BEGIN Given records

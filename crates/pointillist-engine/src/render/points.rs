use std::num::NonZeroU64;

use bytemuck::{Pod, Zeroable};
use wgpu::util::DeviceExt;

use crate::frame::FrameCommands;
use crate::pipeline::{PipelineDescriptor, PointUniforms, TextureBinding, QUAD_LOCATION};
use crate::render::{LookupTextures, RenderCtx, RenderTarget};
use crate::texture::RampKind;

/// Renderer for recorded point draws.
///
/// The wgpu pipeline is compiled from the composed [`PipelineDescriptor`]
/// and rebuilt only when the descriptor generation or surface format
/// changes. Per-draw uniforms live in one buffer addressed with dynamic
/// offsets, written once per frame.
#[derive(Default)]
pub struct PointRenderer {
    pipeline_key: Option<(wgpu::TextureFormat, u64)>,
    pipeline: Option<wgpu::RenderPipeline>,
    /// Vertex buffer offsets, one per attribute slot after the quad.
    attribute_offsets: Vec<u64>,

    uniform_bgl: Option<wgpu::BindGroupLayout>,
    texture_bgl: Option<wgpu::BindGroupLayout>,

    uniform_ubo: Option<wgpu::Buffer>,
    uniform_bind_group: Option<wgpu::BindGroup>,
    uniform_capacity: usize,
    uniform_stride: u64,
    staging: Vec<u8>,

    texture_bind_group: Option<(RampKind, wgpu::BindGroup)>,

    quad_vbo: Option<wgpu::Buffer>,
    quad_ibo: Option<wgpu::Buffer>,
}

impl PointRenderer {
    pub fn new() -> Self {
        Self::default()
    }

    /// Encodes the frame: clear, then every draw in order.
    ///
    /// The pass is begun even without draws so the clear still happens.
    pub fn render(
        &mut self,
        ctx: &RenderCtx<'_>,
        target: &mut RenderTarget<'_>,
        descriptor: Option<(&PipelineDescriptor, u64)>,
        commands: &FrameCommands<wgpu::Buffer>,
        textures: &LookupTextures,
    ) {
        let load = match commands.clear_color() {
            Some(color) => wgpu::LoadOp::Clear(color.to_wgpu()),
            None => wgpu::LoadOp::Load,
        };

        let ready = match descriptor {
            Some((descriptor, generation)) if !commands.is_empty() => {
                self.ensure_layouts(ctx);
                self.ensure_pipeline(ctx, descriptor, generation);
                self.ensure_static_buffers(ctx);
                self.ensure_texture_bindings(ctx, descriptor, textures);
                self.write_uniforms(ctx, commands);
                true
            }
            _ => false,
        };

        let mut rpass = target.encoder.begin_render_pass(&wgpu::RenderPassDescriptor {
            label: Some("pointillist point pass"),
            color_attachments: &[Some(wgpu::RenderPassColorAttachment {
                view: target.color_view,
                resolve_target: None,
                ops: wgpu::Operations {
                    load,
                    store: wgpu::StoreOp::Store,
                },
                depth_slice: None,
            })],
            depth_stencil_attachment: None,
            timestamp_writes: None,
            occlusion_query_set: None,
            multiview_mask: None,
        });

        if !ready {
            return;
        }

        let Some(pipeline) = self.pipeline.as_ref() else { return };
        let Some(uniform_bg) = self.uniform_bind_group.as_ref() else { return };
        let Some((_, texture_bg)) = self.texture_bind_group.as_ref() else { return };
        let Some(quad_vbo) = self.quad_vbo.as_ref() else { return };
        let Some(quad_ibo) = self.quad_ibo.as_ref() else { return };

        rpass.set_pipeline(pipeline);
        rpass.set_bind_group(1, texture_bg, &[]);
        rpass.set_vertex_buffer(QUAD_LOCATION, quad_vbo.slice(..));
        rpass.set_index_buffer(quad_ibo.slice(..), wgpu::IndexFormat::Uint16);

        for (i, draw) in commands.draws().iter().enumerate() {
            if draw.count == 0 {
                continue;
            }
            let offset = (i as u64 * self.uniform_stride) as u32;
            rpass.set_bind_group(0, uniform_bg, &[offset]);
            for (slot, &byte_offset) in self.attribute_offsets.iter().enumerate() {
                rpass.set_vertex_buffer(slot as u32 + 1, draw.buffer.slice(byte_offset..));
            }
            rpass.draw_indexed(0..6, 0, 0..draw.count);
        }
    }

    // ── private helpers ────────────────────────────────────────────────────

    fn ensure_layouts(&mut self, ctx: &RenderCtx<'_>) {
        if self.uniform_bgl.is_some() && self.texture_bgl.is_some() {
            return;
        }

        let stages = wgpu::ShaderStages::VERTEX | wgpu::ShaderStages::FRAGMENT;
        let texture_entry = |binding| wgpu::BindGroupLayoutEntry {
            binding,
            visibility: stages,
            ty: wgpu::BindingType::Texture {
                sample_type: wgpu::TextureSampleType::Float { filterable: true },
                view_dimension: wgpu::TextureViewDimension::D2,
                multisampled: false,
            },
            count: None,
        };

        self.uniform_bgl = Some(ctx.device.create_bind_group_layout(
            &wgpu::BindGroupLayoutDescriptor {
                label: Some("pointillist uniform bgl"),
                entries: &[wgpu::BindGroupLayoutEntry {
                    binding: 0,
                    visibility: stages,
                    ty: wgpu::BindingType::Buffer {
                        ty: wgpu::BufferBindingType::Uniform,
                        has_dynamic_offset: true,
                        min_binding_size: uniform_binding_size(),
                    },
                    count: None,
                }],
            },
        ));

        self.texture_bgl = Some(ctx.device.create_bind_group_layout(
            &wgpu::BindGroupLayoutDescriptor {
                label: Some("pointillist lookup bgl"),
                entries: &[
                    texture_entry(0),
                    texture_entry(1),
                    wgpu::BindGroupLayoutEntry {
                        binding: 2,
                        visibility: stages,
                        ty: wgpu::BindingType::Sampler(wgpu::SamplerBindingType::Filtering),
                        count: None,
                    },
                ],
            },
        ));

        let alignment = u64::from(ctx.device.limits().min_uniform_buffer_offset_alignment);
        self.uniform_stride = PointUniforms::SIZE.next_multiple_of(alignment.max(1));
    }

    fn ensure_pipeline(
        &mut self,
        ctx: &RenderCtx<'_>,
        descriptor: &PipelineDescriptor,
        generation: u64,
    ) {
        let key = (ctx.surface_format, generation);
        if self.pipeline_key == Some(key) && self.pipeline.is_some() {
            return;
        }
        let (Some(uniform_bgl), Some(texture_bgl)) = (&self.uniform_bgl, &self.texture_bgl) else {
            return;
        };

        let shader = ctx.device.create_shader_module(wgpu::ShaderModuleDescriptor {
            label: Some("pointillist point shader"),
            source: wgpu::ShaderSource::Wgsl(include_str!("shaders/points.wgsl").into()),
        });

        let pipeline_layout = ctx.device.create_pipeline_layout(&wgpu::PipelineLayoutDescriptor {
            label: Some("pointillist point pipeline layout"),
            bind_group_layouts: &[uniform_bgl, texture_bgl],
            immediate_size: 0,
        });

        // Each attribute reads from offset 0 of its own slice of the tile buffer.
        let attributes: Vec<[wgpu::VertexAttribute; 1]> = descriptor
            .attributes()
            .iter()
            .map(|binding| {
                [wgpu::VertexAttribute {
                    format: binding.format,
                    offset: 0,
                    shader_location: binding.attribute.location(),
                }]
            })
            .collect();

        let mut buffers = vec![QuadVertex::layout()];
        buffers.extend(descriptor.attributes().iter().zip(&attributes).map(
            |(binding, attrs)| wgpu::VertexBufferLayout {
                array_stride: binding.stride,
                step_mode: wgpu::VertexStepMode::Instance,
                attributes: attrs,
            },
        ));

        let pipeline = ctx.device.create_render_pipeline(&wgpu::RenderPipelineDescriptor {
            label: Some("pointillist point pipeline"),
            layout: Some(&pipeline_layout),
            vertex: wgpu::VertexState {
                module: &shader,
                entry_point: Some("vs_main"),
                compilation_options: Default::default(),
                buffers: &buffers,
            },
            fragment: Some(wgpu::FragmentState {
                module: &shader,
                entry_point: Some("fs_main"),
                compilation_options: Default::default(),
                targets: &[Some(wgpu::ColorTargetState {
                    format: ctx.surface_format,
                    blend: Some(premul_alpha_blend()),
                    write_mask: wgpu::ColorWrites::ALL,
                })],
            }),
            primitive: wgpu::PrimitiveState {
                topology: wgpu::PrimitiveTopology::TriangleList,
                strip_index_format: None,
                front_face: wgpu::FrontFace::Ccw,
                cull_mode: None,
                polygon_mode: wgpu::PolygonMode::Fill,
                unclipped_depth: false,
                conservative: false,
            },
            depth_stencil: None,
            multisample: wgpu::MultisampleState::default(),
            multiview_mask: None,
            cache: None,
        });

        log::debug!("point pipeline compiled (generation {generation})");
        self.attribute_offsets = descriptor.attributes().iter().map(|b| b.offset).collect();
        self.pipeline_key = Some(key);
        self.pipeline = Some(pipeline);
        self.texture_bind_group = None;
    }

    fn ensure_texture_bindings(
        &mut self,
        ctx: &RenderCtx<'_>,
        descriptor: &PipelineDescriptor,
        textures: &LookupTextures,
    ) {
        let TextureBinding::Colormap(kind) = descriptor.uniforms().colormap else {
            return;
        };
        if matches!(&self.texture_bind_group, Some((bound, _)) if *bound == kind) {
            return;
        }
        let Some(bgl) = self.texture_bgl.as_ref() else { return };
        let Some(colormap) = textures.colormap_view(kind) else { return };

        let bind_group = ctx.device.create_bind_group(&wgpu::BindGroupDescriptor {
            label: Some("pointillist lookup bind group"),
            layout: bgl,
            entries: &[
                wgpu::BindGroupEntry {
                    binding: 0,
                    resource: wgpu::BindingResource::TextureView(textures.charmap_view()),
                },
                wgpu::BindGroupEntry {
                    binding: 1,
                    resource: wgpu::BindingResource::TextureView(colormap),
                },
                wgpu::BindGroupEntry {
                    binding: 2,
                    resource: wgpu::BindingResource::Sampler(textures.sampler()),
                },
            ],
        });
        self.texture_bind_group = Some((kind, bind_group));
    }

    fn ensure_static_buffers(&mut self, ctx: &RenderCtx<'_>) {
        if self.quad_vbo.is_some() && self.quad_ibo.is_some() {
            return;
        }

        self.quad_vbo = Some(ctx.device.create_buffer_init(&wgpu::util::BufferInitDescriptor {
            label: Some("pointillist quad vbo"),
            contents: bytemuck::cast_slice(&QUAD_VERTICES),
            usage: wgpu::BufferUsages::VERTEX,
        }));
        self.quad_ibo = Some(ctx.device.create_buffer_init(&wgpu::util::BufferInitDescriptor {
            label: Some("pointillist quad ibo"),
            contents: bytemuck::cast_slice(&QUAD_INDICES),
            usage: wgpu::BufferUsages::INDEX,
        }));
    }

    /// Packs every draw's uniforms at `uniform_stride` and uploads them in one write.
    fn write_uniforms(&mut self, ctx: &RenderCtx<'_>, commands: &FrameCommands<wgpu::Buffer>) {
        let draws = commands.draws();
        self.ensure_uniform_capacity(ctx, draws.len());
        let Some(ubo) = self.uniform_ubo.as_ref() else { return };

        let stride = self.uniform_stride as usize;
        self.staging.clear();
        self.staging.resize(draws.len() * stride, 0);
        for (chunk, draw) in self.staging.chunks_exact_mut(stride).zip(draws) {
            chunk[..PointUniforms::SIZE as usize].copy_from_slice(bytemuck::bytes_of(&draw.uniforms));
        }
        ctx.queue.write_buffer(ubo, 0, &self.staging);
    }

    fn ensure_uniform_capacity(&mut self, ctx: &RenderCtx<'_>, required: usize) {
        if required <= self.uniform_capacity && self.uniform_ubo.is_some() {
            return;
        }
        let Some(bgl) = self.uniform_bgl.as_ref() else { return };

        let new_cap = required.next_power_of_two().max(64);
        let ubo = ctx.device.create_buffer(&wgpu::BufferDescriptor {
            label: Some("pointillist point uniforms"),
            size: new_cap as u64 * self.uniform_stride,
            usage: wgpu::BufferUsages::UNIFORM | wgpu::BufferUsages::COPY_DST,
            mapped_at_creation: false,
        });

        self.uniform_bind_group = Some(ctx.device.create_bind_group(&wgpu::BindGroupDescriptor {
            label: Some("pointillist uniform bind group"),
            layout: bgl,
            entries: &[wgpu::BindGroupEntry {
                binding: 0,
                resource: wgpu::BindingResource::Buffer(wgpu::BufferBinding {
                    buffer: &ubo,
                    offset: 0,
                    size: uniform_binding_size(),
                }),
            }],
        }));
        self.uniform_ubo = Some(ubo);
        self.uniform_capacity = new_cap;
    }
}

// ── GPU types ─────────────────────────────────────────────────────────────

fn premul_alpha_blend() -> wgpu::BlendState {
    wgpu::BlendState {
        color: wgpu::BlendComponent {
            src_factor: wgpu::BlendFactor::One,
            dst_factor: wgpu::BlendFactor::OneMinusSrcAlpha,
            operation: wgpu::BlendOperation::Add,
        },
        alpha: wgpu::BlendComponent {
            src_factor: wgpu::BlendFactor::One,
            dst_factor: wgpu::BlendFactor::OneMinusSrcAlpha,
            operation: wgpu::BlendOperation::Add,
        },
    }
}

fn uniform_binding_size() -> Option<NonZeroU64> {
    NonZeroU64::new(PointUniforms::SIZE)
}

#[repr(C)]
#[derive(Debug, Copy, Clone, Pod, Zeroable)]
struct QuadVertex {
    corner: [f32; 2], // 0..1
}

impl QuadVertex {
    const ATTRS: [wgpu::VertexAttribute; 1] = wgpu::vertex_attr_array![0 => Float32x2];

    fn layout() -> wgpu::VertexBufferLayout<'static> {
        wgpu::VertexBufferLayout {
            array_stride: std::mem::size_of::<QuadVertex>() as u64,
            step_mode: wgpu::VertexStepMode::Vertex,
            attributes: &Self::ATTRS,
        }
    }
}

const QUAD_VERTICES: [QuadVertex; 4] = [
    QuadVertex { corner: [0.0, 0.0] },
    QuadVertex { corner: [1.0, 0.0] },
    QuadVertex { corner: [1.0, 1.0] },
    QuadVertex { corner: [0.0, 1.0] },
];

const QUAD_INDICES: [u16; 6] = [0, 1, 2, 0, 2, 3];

END Given records

#### Problem description
Only lines that include "required" belong in the answer; return them from the entries above.

#### Answer section
    fn ensure_uniform_capacity(&mut self, ctx: &RenderCtx<'_>, required: usize) {
        if required <= self.uniform_capacity && self.uniform_ubo.is_some() {
        let new_cap = required.next_power_of_two().max(64);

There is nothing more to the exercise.